И тогда, когда всем казалось совершенно бесспорным и очевидным полное крушение чудачества Песталоцци, он не только не покинул Нейгофа, но затеял новое дело. дело, доставившее ему новые страдания, внешне кончившееся еще более тяжким провалом, дело, о котором он потом всю жизнь не мог забыть, к которому он всегда возвращался. дело, побуждающее нас с величайшим вниманием изучать работу этого «чудака», хотя в сравнении с тем что создается у нас а Стране советов — это было небольшим и неверным в своей теоретической основе экспериментом.
Песталоцци создал целое учреждение, названное им «учреждением для бедных», которому он отдал свое имение, самого себя целиком. «Трезвые» люди отвернулись от него окончательно решив, что они имеют дело с неисправимым идиотом, зато нашлись многие друзья, люди с большим чутьем и с большим пониманием тех задач, которые ставил себе этот «идиот».
Как ни странно этот период жизни Песталоцци весьма мало освещен документами. Главный материал для понимания нейгофского опыта дан в сочинениях самого экспериментатора. Поэтому об «учреждении для бедных» можно узнать только путем внимательного изучения всех работ Песталоцци. Он пишет о своем институте и в романе «Лингард и Гертруда», и в главной педагогической работе «Как Гертруда учит своих детей», и в предсмертной «Лебединой Песни», и во многих других местах. И он верен себе — во всех случаях он говорит о нейгофском эксперименте почти в одних и тех же словах. Можно с уверенностью сказать, что в этот опыт он вложил самое дорогое, самое заветное в своей жизни, это, если позволено так выразиться, — стержневая идея его деятельности.
План Песталоцци был настолько же прост, насколько он был утопичен. К себе в дом Песталоцци взял несколько десятков сирот, беспризорных в возрасте от 8 до 15 лет. обучал их письму, чтению, начаткам естествознания. географии и т. п., одновременно давая им работу в прядильной и ткацкой мастерских, на «фабрике»[4], специально для этого выстроенной, а летом, кроме того, — в поле и огороде.

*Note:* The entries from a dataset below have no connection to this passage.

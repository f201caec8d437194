//! configforge - merge, validate, encrypt and decrypt `.env` files
//!
//! The core is a merge engine that folds several `.env` files into one
//! mapping in argument order. When a key is re-declared with a different
//! value, a pluggable [`ConflictResolver`](dotenv::ConflictResolver) picks
//! the survivor: the operator at a prompt, or a fixed policy.
//!
//! # Modules
//!
//! - [`cli`] - Command-line interface argument parsing
//! - [`commands`] - Subcommand flows
//! - [`config`] - Configuration file loading and types
//! - [`crypto`] - Passphrase envelope encryption
//! - [`dotenv`] - Parsing, merging and writing `.env` files
//! - [`error`] - Error types and exit codes
//! - [`logging`] - Diagnostic logging setup
//! - [`prompt`] - Operator prompts
//! - [`ui`] - Colored output, frames and tables
//! - [`validate`] - Schema validation
//!
//! # Example
//!
//! ```
//! use configforge::dotenv::{merge_sources, parse_source, render, UseNew};
//! use std::path::Path;
//!
//! let a = parse_source(Path::new("A.env"), "PORT=3000\nHOST=localhost\n");
//! let b = parse_source(Path::new("B.env"), "PORT=4000\nDEBUG=true\n");
//!
//! let outcome = merge_sources(&[a, b], UseNew).unwrap();
//! assert_eq!(outcome.conflicts.len(), 1);
//! assert_eq!(
//!     render(&outcome.mapping, None),
//!     "PORT=4000\nHOST=localhost\nDEBUG=true\n"
//! );
//! ```

/// CLI argument definitions.
pub mod cli;

/// Subcommand implementations.
pub mod commands;

/// Configuration system for loading and merging settings.
pub mod config;

/// Envelope encryption of files.
pub mod crypto;

/// `.env` parsing, merging and serialization.
pub mod dotenv;

/// Error types and result helpers.
pub mod error;

/// Diagnostic logging.
pub mod logging;

/// Operator prompts.
pub mod prompt;

/// Terminal output helpers.
pub mod ui;

/// Path utilities.
pub mod utils;

/// Schema validation.
pub mod validate;

// Re-export commonly used types
pub use cli::Cli;
pub use config::Config;
pub use dotenv::{ConflictPolicy, ConflictResolver, MergeOutcome, MergedMapping};
pub use error::{ForgeError, Result};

Таким образом, Песталоцци ставил задачу объединить обучение с производительным трудом — промышленным и сельскохозяйственным.
Но для чего это было нужно? Что двинуло его на этот весьма тяжелый опыт, который вверг его в неописуемые страдания и следствия которого ощущались в течение половины его жизни?
Была ли это филантропия — спасание бедных и беспризорных? Ведь именно так зачастую оценивался нейгофский опыт в многочисленных биографиях Песталоцци.
Было ли это, наоборот, спасание собственной фермы, находившейся в чрезвычайно тяжелых материальных условиях? Некоторые из биографов дают на этот вопрос положительный ответ.
Конечно, ни то, ни другое. Ничего в жизни не ненавидел Песталоцци больше, чем показную филантропию, чем всяческое проявление лицемерия. И уже совершенно чужда была Песталоцци мысль устраивать свои личные дела посредством организации необычайной важности опыта, основную идею которого в течение всей своей долгой жизни он считал безусловно верной. Будь это так, — никогда не решился бы Песталоцци на ту широчайшую пропаганду своего дела, на ту предельную публичность, в условиях которой оно протекало. И вообще, если бы только последнее предположение оказалось хоть в какой-либо мере правильным, то надо было бы признать, что мы создали себе образ совсем не того Песталоцци, каким он был на самом деле, и вся его последующая деятельность, все теоретические и художественные выступления говорят против этого допущения. Он исходил из других, нам уже отчасти знакомых предпосылок.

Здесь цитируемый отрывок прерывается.